(Dataset items)

*****

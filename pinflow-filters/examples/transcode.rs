// SPDX-FileCopyrightText: 2025 Contributors to the pinflow project.
// SPDX-License-Identifier: Apache-2.0

//! Runs synthetic RGB frames through convert, encode and decode, then
//! prints a JSON summary of what reached the sink.
//!
//! ```text
//! cargo run -p pinflow-filters --example transcode -- --frames 60 --flush-at 20
//! ```

mod common;

use std::{path::PathBuf, time::Duration};

use clap::{Parser, ValueEnum};
use pinflow::{Filter, FormatDescriptor, Graph, Sample, Subtype, VideoFormat};
use pinflow_filters::{
    AppSource, CollectSink, ColorConverter, EncoderConfig, VideoDecoder, VideoEncoder,
    reference::{IdentityVideoDecoder, IdentityVideoEncoder},
};
use serde::Serialize;
use tracing::{info, warn};
use uuid::Uuid;

/// 25 frames per second in 100 ns units.
const FRAME_DURATION: i64 = 400_000;

#[derive(Clone, Copy, Debug, ValueEnum)]
enum Codec {
    Vp8,
    Vp9,
}

#[derive(Debug, Parser)]
#[command(version, about, long_about = None)]
struct Args {
    /// Number of frames to generate
    #[arg(long, default_value_t = 30)]
    frames: i64,

    #[arg(long, default_value_t = 64)]
    width: u32,

    #[arg(long, default_value_t = 48)]
    height: u32,

    /// Flush the chain after this many frames
    #[arg(long)]
    flush_at: Option<i64>,

    #[arg(long, value_enum, default_value_t = Codec::Vp8)]
    codec: Codec,

    /// JSON encoder configuration
    #[arg(long)]
    config: Option<PathBuf>,

    /// Seconds to wait for end-of-stream at the sink
    #[arg(long, default_value_t = 10)]
    timeout: u64,
}

#[derive(Serialize)]
struct FilterSummary {
    id: Uuid,
    name: String,
    state: String,
}

#[derive(Serialize)]
struct Summary {
    filters: Vec<FilterSummary>,
    converter_output: Option<String>,
    frames_in: i64,
    samples_out: usize,
    bytes_out: usize,
    discontinuities: usize,
    flushes: usize,
    first_start: Option<i64>,
    last_start: Option<i64>,
}

/// A moving diagonal gradient with rows padded to four bytes.
fn gradient(width: u32, height: u32, index: i64) -> Sample {
    let stride = (width as usize * 3 + 3) & !3;
    let mut pixels = vec![0u8; stride * height as usize];
    for (y, row) in pixels.chunks_exact_mut(stride).enumerate() {
        for x in 0..width as usize {
            let base = (x + y + index as usize * 4) as u8;
            row[x * 3..x * 3 + 3].copy_from_slice(&[base, base.wrapping_mul(2), 255 - base]);
        }
    }
    let start = index * FRAME_DURATION;
    Sample::from_vec(pixels).with_time(start, Some(start + FRAME_DURATION))
}

fn main() -> pinflow::Result<()> {
    common::setup_logging();
    let args = Args::parse();

    let config = match &args.config {
        Some(path) => {
            let config = EncoderConfig::from_json(&std::fs::read_to_string(path)?)?;
            config.validate()?;
            config
        }
        None => EncoderConfig::default(),
    };

    let rgb = FormatDescriptor::video(
        Subtype::Rgb24,
        VideoFormat::new(args.width, args.height).with_frame_duration(FRAME_DURATION),
    );
    let source = Filter::new("source", AppSource::new(vec![rgb]));
    let converter = Filter::new("convert", ColorConverter::new());
    let codec = IdentityVideoEncoder::new(&config);
    let encoder = match args.codec {
        Codec::Vp8 => VideoEncoder::vp8(codec),
        Codec::Vp9 => VideoEncoder::vp9(codec),
    };
    let encoder = Filter::new("encode", encoder.with_config(config)?);
    let decoder = Filter::new(
        "decode",
        VideoDecoder::new(IdentityVideoDecoder::new(args.width, args.height)),
    );
    let collect = CollectSink::new();
    let sink = collect.handle();
    let collect = Filter::new("sink", collect);

    let mut graph = Graph::new();
    graph.add(&source);
    graph.add(&converter);
    graph.add(&encoder);
    graph.add(&decoder);
    graph.add(&collect);
    graph.connect(&source, AppSource::OUTPUT, &converter, ColorConverter::INPUT, None)?;
    graph.connect(&converter, ColorConverter::OUTPUT, &encoder, VideoEncoder::INPUT, None)?;
    graph.connect(&encoder, VideoEncoder::OUTPUT, &decoder, VideoDecoder::INPUT, None)?;
    graph.connect(&decoder, VideoDecoder::OUTPUT, &collect, CollectSink::INPUT, None)?;
    graph.run()?;
    info!(
        "Transcoding {} frames of {}x{} as {:?}",
        args.frames, args.width, args.height, args.codec
    );

    for index in 0..args.frames {
        if args.flush_at == Some(index) {
            info!("Flushing before frame {}", index);
            source.begin_flush()?;
            source.end_flush()?;
        }
        source.push_output(AppSource::OUTPUT, gradient(args.width, args.height, index))?;
    }
    source.push_output_end_of_stream(AppSource::OUTPUT)?;

    let collected = match sink.wait_for_end_of_stream(1, Duration::from_secs(args.timeout)) {
        Ok(collected) => collected,
        Err(e) => {
            warn!("No end of stream at the sink: {}", e);
            sink.snapshot()?
        }
    };

    let filters = graph
        .states()?
        .into_iter()
        .zip([
            source.id(),
            converter.id(),
            encoder.id(),
            decoder.id(),
            collect.id(),
        ])
        .map(|((name, state), id)| FilterSummary {
            id,
            name,
            state: format!("{state:?}"),
        })
        .collect();
    let summary = Summary {
        filters,
        converter_output: converter
            .connection_format(ColorConverter::OUTPUT)?
            .map(|f| format!("{:?}", f.subtype)),
        frames_in: args.frames,
        samples_out: collected.samples.len(),
        bytes_out: collected.samples.iter().map(|s| s.data.len()).sum(),
        discontinuities: collected
            .samples
            .iter()
            .filter(|s| s.flags.discontinuity)
            .count(),
        flushes: collected.flushes,
        first_start: collected.samples.first().and_then(|s| s.time).map(|t| t.start),
        last_start: collected.samples.last().and_then(|s| s.time).map(|t| t.start),
    };
    graph.stop()?;

    println!("{}", serde_json::to_string_pretty(&summary)?);
    Ok(())
}
// SPDX-FileCopyrightText: 2025 Contributors to the pinflow project.
// SPDX-License-Identifier: Apache-2.0

//! Pipeline builders shared by the integration tests.

#![allow(dead_code)]

use std::time::{Duration, Instant};

use pinflow::{
    AudioFormat, Filter, FormatDescriptor, Graph, Sample, Subtype, VideoFormat, channel_map,
};
use pinflow_filters::{
    AppSource, AudioDecoder, AudioEncoder, AudioRenderer, CollectHandle, CollectSink,
    ColorConverter, EncoderConfig, MemoryDevice, VideoDecoder, VideoEncoder,
    reference::{
        IdentityAudioDecoder, IdentityAudioEncoder, IdentityVideoDecoder, IdentityVideoEncoder,
    },
};

/// Ensures logging is initialized only once across all tests.
static LOG_ONCE: std::sync::Once = std::sync::Once::new();

pub fn setup_test() {
    // Initialize logging once (respects RUST_LOG environment variable)
    LOG_ONCE.call_once(|| {
        tracing_subscriber::fmt()
            .with_env_filter(
                tracing_subscriber::EnvFilter::builder()
                    .with_default_directive(tracing::level_filters::LevelFilter::INFO.into())
                    .from_env_lossy(),
            )
            .with_test_writer()
            .init();
    });
}

pub const TIMEOUT: Duration = Duration::from_secs(5);

/// Polls `condition` until it holds or `TIMEOUT` expires.
pub fn wait_until(mut condition: impl FnMut() -> bool) -> bool {
    let deadline = Instant::now() + TIMEOUT;
    while Instant::now() < deadline {
        if condition() {
            return true;
        }
        std::thread::sleep(Duration::from_millis(2));
    }
    condition()
}

pub const WIDTH: u32 = 8;
pub const HEIGHT: u32 = 4;

/// 30 frames per second in 100 ns units.
pub const FRAME_DURATION: i64 = 333_333;

/// A solid top-down RGB24 frame of `WIDTH` x `HEIGHT`.
pub fn rgb_frame(index: i64, [r, g, b]: [u8; 3]) -> Sample {
    let pixels: Vec<u8> = (0..WIDTH * HEIGHT).flat_map(|_| [b, g, r]).collect();
    let start = index * FRAME_DURATION;
    Sample::from_vec(pixels).with_time(start, Some(start + FRAME_DURATION))
}

/// source -> converter -> encoder -> decoder -> sink.
pub struct VideoChain {
    pub source: Filter<AppSource>,
    pub converter: Filter<ColorConverter>,
    pub encoder: Filter<VideoEncoder>,
    pub decoder: Filter<VideoDecoder>,
    pub sink: CollectHandle,
    pub graph: Graph,
}

impl VideoChain {
    pub fn build(config: EncoderConfig) -> Self {
        let rgb = FormatDescriptor::video(
            Subtype::Rgb24,
            VideoFormat::new(WIDTH, HEIGHT).with_frame_duration(FRAME_DURATION),
        );
        let source = Filter::new("source", AppSource::new(vec![rgb]));
        let converter = Filter::new("convert", ColorConverter::new());
        let encoder = VideoEncoder::vp8(IdentityVideoEncoder::new(&config))
            .with_config(config)
            .unwrap();
        let encoder = Filter::new("encode", encoder);
        let decoder = Filter::new(
            "decode",
            VideoDecoder::new(IdentityVideoDecoder::new(WIDTH, HEIGHT)),
        );
        let collect = CollectSink::new().accepting(vec![FormatDescriptor::any(Subtype::I420)]);
        let sink = collect.handle();
        let collect = Filter::new("sink", collect);

        let mut graph = Graph::new();
        graph.add(&source);
        graph.add(&converter);
        graph.add(&encoder);
        graph.add(&decoder);
        graph.add(&collect);
        graph
            .connect(&source, AppSource::OUTPUT, &converter, ColorConverter::INPUT, None)
            .unwrap();
        graph
            .connect(&converter, ColorConverter::OUTPUT, &encoder, VideoEncoder::INPUT, None)
            .unwrap();
        graph
            .connect(&encoder, VideoEncoder::OUTPUT, &decoder, VideoDecoder::INPUT, None)
            .unwrap();
        graph
            .connect(&decoder, VideoDecoder::OUTPUT, &collect, CollectSink::INPUT, None)
            .unwrap();
        Self {
            source,
            converter,
            encoder,
            decoder,
            sink,
            graph,
        }
    }
}

/// source -> audio encoder -> audio decoder -> renderer.
pub struct AudioChain {
    pub source: Filter<AppSource>,
    pub renderer: Filter<AudioRenderer>,
    pub device: MemoryDevice,
    pub graph: Graph,
}

impl AudioChain {
    pub fn build(channels: u16, sample_rate: u32, buffer_size: usize) -> Self {
        let pcm = FormatDescriptor::audio(Subtype::PcmFloat, AudioFormat::float(channels, sample_rate));
        let source = Filter::new(
            "source",
            AppSource::new(vec![pcm]).with_buffer_size(buffer_size),
        );
        let encoder = Filter::new(
            "encode",
            AudioEncoder::new(IdentityAudioEncoder::new(channels, sample_rate)),
        );
        let decoder = Filter::new("decode", AudioDecoder::new(IdentityAudioDecoder::new()));
        let device = MemoryDevice::new();
        let renderer = Filter::new("render", AudioRenderer::new(device.clone()));

        let mut graph = Graph::new();
        graph.add(&source);
        graph.add(&encoder);
        graph.add(&decoder);
        graph.add(&renderer);
        graph
            .connect(&source, AppSource::OUTPUT, &encoder, AudioEncoder::INPUT, None)
            .unwrap();
        graph
            .connect(&encoder, AudioEncoder::OUTPUT, &decoder, AudioDecoder::INPUT, None)
            .unwrap();
        graph
            .connect(&decoder, AudioDecoder::OUTPUT, &renderer, AudioRenderer::INPUT, None)
            .unwrap();
        Self {
            source,
            renderer,
            device,
            graph,
        }
    }
}

/// Interleaved PCM bytes where every sample value is distinct.
pub fn pcm_ramp(channels: usize, frames: usize) -> Vec<u8> {
    let values: Vec<f32> = (0..channels * frames).map(|n| n as f32 * 0.25).collect();
    let mut bytes = vec![0; values.len() * 4];
    channel_map::write_f32_le(&values, &mut bytes).unwrap();
    bytes
}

*****

### WHAT IS EXPECTED
The line with "mod common;" marks the end; reproduce exactly every line from the start of the entries up to it, that line included.

### YOUR RESPONSE
filename pinflow-filters/examples/transcode.rs
// SPDX-FileCopyrightText: 2025 Contributors to the pinflow project.
// SPDX-License-Identifier: Apache-2.0

//! Runs synthetic RGB frames through convert, encode and decode, then
//! prints a JSON summary of what reached the sink.
//!
//! ```text
//! cargo run -p pinflow-filters --example transcode -- --frames 60 --flush-at 20
//! ```

mod common;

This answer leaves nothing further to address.